::: Entries provided :::

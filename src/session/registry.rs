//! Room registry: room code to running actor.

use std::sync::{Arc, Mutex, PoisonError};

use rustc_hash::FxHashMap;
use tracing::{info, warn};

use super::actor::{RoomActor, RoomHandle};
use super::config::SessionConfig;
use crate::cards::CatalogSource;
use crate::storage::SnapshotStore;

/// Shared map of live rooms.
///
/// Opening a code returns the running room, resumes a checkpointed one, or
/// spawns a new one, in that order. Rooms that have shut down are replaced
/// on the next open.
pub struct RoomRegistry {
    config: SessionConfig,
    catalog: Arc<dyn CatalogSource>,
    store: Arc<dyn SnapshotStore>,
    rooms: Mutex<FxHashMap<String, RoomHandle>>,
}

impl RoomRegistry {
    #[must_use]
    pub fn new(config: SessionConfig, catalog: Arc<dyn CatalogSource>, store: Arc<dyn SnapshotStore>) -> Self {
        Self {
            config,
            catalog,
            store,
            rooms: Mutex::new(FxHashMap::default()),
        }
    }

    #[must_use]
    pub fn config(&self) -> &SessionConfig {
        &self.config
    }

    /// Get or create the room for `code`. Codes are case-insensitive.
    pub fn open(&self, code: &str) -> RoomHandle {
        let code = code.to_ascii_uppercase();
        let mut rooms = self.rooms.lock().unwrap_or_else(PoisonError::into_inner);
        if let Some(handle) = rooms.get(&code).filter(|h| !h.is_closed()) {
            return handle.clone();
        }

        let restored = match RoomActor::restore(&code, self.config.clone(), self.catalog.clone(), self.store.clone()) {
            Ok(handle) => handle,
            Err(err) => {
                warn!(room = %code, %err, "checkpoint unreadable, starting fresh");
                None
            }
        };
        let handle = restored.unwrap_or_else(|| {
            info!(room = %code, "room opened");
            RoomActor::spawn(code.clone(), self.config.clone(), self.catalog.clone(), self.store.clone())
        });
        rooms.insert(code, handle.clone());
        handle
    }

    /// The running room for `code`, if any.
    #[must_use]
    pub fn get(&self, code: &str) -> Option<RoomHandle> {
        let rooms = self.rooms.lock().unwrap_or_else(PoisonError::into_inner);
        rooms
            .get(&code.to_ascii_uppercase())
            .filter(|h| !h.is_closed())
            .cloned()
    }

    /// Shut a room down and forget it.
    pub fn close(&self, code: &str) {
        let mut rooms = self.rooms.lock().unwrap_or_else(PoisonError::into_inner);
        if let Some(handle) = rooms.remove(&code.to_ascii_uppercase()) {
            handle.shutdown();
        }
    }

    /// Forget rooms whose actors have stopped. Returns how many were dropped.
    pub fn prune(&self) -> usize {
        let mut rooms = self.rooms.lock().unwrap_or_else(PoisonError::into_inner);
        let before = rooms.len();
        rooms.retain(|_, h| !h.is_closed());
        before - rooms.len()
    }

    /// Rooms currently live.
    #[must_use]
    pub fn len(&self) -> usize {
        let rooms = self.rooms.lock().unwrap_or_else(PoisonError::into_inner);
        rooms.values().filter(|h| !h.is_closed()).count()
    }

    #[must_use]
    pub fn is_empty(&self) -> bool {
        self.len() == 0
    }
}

:::
::: Entries provided :::

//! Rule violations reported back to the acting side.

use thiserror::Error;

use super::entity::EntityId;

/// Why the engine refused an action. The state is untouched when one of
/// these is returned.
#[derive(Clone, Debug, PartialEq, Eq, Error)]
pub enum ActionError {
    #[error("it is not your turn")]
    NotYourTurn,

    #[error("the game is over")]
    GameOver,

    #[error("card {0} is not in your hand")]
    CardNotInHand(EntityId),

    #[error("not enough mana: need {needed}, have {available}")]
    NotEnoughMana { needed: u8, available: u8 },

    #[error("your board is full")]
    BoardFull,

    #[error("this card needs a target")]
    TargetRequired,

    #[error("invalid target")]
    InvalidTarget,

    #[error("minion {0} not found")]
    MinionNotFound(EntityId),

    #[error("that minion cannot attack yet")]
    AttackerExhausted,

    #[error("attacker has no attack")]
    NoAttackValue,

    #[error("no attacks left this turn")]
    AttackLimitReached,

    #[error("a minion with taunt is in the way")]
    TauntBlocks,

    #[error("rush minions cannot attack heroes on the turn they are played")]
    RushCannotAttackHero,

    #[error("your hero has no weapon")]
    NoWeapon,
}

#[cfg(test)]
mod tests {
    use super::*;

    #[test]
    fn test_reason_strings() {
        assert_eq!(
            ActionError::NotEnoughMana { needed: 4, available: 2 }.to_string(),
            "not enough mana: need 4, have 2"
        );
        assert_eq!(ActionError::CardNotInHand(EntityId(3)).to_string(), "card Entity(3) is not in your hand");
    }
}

:::
::: Entries provided :::

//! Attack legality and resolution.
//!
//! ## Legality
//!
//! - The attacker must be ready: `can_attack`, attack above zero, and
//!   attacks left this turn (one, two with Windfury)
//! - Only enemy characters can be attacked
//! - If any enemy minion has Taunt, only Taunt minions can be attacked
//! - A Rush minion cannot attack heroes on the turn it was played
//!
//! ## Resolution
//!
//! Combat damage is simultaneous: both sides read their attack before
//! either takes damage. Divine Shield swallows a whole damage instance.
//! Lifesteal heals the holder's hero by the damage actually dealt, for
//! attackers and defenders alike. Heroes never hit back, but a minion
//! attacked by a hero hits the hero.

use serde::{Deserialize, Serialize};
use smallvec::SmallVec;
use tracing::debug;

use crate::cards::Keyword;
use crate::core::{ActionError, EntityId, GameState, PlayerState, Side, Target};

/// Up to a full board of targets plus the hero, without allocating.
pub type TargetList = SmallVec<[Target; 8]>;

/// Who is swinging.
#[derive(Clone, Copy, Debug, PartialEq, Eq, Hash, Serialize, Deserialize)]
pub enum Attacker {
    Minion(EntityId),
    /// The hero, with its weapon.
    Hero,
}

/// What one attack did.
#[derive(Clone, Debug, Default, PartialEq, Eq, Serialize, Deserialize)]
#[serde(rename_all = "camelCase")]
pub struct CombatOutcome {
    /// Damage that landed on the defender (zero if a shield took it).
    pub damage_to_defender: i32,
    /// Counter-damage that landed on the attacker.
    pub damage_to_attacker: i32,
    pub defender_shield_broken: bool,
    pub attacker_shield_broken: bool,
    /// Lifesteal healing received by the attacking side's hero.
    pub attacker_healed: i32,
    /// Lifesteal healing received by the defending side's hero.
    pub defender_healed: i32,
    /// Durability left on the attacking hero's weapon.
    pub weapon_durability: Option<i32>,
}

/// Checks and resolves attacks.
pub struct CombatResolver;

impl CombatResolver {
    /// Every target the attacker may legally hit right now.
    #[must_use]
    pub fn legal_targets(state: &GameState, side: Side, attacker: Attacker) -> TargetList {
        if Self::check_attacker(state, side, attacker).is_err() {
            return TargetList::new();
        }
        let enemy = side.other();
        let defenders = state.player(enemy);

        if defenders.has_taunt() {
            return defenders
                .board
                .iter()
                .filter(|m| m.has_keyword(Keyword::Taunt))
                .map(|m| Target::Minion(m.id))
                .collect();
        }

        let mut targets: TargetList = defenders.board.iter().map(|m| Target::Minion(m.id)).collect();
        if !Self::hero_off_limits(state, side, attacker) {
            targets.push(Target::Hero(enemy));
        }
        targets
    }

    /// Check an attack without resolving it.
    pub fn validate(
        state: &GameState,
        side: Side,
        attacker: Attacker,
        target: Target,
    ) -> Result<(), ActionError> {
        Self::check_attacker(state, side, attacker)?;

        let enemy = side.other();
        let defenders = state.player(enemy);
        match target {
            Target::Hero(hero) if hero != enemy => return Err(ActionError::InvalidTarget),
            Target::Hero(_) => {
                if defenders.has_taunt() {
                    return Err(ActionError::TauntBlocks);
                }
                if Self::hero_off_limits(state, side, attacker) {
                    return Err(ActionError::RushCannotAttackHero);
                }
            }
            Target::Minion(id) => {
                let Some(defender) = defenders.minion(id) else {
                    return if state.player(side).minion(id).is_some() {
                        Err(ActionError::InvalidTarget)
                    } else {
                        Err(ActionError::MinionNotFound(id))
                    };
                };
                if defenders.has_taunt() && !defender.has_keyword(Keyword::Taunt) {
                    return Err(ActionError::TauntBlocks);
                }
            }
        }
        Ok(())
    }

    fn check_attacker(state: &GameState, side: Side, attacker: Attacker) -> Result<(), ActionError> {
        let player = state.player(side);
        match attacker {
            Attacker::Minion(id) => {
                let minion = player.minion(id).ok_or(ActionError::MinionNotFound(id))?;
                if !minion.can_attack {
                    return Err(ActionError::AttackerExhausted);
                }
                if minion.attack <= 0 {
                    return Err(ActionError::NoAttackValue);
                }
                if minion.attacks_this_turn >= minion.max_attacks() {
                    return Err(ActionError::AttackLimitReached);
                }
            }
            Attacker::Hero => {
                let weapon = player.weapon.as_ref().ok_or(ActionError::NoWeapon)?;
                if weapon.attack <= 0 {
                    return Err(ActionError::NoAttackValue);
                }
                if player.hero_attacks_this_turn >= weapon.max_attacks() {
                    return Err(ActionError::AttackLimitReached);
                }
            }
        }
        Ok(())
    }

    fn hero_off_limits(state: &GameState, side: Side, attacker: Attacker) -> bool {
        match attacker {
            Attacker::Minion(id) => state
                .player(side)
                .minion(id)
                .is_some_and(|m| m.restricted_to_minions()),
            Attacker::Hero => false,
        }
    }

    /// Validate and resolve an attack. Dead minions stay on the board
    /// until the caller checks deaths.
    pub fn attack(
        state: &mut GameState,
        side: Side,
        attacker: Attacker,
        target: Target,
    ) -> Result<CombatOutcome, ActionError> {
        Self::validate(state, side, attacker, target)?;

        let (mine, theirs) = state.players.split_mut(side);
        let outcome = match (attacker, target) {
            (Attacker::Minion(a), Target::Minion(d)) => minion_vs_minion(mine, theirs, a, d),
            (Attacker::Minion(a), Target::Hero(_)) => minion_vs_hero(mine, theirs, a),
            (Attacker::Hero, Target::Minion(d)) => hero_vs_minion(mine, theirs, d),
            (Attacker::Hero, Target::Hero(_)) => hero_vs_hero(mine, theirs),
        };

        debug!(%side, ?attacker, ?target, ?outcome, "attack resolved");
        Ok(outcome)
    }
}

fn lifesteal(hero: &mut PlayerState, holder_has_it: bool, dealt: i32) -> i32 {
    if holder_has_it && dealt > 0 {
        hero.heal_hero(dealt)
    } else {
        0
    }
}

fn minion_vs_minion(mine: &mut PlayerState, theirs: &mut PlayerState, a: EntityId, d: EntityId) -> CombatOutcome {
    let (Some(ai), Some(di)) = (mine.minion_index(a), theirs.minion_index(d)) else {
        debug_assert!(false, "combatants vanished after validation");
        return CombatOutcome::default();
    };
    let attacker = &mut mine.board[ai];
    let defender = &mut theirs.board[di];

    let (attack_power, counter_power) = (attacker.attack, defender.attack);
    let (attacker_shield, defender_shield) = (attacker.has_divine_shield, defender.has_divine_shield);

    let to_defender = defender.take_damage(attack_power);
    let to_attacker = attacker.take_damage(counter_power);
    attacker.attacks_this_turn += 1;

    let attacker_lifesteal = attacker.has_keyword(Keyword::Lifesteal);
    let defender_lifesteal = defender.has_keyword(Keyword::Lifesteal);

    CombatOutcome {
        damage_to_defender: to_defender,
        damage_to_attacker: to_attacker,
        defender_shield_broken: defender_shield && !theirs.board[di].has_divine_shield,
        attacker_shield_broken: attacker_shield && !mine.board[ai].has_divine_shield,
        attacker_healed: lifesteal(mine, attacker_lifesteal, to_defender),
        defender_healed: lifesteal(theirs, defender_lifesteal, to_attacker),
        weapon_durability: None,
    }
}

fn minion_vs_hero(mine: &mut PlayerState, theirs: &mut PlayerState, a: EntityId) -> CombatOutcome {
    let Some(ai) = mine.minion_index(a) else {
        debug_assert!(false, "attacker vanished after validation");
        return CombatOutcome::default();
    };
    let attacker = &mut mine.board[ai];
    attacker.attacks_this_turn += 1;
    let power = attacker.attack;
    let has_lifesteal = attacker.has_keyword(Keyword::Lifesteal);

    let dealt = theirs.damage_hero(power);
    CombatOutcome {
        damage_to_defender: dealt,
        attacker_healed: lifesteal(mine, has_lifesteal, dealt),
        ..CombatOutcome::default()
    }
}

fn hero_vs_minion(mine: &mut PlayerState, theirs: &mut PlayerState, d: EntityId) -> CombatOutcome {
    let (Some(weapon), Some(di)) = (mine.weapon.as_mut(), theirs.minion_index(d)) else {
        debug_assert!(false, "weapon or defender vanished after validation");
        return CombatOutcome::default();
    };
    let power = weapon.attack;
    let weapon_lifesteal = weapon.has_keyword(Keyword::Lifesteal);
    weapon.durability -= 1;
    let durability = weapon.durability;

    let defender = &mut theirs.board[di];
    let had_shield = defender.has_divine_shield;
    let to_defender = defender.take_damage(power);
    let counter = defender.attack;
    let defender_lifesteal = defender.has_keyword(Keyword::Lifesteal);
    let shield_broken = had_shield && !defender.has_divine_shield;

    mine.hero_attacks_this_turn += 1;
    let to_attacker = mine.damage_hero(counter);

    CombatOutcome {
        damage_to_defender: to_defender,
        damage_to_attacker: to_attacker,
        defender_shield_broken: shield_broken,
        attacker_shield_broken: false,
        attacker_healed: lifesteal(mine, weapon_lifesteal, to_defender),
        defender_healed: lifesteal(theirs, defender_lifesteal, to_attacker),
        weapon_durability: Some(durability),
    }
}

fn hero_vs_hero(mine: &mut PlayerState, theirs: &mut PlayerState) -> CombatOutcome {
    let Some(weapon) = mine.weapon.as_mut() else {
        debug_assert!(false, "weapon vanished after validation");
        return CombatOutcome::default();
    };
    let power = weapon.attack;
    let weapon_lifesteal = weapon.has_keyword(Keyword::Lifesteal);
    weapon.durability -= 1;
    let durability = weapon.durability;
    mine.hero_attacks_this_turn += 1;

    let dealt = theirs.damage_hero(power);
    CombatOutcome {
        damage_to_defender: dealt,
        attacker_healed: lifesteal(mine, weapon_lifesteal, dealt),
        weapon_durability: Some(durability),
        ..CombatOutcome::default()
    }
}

:::

▶ _Problem details_
Please copy each line from the material above in which the string "RoomRegistry" appears.

▶ _Output of the task_
pub struct RoomRegistry {
impl RoomRegistry {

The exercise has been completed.